Madaba is a small town about 30k south of Amman, famous for the mosaic map of Palestine and the Holy Land which was made in 560AD, it takes up part of the floor of St Georges Orthodox church. From Madaba we started south on the Kings Highway which is the worlds oldest continuously used road. Our first stop was a lookout over Wadi Mujib, the grand canyon of Jordan. The desert scenery was stunning, the Wadi is about 1km deep and 4km wide. The Kings Highway crosses a large dam at the bottom before the road winds its way to the top.

At the lookout there was a small group of souvenir stalls, after our experiences with pushy Egyptians we were pleasantly surprised. No hard sell, in fact a little too laid back. Carpets draped over the stone walls added splashes of vibrant red, yellow and orange colours to the desert landscape. The elderly carpet seller spread out a long carpet on the ground, pointing out a missing chunk due to a mouse. His explanation was that mice love wool. As we got into the car to leave the carpet seller said almost as an after thought, “ do you want to buy a carpet?” The others were still setting out their wares and were too busy to even look in our direction.

As we climbed up the south side of Wadi Mujib we stopped for coffee at a roadside… probably best described as a small encampment, Sami’s. Sami has a WC with a fantastic view, comfy sofas from which to enjoy the view, drink excellent coffee, listen to his patter and get conned into paying far too much for necklaces, bangles and coffee. All done with a joke and a smile but later when we realized how much we had been conned it left a bitter sweet taste just like his coffee.

A piece of travel advice…. Don’t buy anything until about day 3 in a country when you have prices sussed. Hope we take our own advice next time!!

Crusader castles dot the desert in this part of the world, stretching from Aqaba in the south to Turkey in the north. Karak castle dominates the town and is 1000m above sea level. Built in the 12th century it was the place of many battles between the Crusaders and the Muslim army of Salah ad-Din. The thick walls and wide view over the surrounding desert that made the castles seemingly impenetrable were actually the downfall of the Crusaders as they were besieged by Salah ad Din so long that they swapped wives and families for bread. The families were returned as the Crusaders left as an acknowledgement of their bravery.

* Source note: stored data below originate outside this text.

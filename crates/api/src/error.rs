//! JSON error responses.

use axum::{
    Json,
    http::StatusCode,
    response::{IntoResponse, Response},
};
use glreport_core::reports::ReportError;
use glreport_shared::AppError;
use serde_json::json;
use tracing::error;

/// An [`AppError`] rendered as `{"error": CODE, "message": ...}`.
#[derive(Debug)]
pub struct ApiError(pub AppError);

impl From<AppError> for ApiError {
    fn from(err: AppError) -> Self {
        Self(err)
    }
}

impl From<ReportError> for ApiError {
    fn from(err: ReportError) -> Self {
        Self(err.into())
    }
}

impl IntoResponse for ApiError {
    fn into_response(self) -> Response {
        let status =
            StatusCode::from_u16(self.0.status_code()).unwrap_or(StatusCode::INTERNAL_SERVER_ERROR);
        if !self.0.is_client_error() {
            error!(error = %self.0, "request failed");
        }
        (
            status,
            Json(json!({
                "error": self.0.error_code(),
                "message": self.0.to_string(),
            })),
        )
            .into_response()
    }
}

We ended our trip down the Kings Highway at Wadi Musa , for our visit to Petra. Petra is classed as one of the new Seven Wonders of the World, supposedly about 5000 people a day visit the pink sandstone city. With the summer only just beginning and the unrest in the region tourist numbers are not high, so we had a pleasant crowd free visit. The first glimpse of the Treasury from the Siq was impressive but the highlight of the day was listening to the song of a German traveler reverberating around the inside of a huge tomb and spilling out into the desert air.

Petra is a magnificent archaeological site and shopping centre.

You want to buy?..........horse rides, donkey rides, camel rides, necklaces, guidebooks, expensive meals, photos with faux Roman soldiers, hats, postcards………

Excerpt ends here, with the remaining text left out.